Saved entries
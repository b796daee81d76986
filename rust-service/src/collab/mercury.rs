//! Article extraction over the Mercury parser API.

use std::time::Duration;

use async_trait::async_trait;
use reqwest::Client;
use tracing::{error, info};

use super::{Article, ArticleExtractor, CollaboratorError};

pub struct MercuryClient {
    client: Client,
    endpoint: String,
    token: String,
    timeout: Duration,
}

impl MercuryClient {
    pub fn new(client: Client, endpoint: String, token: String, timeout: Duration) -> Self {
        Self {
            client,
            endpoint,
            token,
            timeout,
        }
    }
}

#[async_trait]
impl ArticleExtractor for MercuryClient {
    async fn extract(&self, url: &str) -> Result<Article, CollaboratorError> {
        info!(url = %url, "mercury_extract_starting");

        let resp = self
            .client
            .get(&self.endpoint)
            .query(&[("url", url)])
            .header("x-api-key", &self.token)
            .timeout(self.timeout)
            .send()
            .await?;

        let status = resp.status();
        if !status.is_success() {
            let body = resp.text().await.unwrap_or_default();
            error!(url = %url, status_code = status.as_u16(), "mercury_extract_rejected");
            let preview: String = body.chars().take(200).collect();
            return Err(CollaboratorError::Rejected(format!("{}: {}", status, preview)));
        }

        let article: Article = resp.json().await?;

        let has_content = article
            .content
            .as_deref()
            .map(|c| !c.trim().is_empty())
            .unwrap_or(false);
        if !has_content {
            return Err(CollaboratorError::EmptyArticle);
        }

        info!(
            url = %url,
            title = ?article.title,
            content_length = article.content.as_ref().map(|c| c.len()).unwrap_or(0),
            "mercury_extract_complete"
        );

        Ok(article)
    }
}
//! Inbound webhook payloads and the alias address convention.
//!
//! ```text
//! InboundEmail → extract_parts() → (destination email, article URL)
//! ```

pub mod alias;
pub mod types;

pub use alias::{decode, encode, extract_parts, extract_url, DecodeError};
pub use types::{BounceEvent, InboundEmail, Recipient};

* * *

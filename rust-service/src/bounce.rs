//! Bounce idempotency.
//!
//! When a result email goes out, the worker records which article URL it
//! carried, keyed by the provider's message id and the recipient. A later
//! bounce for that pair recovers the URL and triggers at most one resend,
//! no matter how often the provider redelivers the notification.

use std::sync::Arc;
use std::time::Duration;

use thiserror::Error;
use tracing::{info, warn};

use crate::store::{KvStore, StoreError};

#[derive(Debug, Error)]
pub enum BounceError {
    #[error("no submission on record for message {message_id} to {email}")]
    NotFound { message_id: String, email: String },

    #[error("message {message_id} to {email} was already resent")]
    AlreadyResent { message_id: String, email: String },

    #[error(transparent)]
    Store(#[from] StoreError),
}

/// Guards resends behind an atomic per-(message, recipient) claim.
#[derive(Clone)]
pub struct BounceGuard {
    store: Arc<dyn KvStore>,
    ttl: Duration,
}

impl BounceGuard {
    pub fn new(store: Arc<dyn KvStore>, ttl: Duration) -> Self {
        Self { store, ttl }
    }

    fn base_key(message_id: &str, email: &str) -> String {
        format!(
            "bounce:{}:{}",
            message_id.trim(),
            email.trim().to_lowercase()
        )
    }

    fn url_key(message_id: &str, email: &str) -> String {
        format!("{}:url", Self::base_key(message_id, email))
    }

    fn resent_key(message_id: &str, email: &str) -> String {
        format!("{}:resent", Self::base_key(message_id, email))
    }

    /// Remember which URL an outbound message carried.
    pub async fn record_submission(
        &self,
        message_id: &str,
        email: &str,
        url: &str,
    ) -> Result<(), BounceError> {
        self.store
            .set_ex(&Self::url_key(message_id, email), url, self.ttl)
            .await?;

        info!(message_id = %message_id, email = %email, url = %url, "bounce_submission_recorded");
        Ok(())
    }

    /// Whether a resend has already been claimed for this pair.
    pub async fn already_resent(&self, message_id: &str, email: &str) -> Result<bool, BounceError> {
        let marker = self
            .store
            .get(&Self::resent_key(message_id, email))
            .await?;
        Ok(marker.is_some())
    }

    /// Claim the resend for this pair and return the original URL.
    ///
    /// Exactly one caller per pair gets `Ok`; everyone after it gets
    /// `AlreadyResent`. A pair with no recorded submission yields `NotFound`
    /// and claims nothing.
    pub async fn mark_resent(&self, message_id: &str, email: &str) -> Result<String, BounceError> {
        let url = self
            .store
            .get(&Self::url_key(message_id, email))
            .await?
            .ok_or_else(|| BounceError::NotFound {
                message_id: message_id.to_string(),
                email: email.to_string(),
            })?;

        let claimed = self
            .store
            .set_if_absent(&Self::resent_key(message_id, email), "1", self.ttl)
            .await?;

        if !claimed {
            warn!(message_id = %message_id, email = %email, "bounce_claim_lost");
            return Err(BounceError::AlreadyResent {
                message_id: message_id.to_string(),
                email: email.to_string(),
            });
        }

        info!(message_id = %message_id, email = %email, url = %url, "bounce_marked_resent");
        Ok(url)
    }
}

■ **What is needed**:
Only the lines above from the line containing "fn base_key(message_id: &str, email: &str)" through the line containing "fn url_key(message_id: &str, email: &str)" should be retyped, exactly and with both ends included.

■ **The answer**:
    fn base_key(message_id: &str, email: &str) -> String {
        format!(
            "bounce:{}:{}",
            message_id.trim(),
            email.trim().to_lowercase()
        )
    }

    fn url_key(message_id: &str, email: &str) -> String {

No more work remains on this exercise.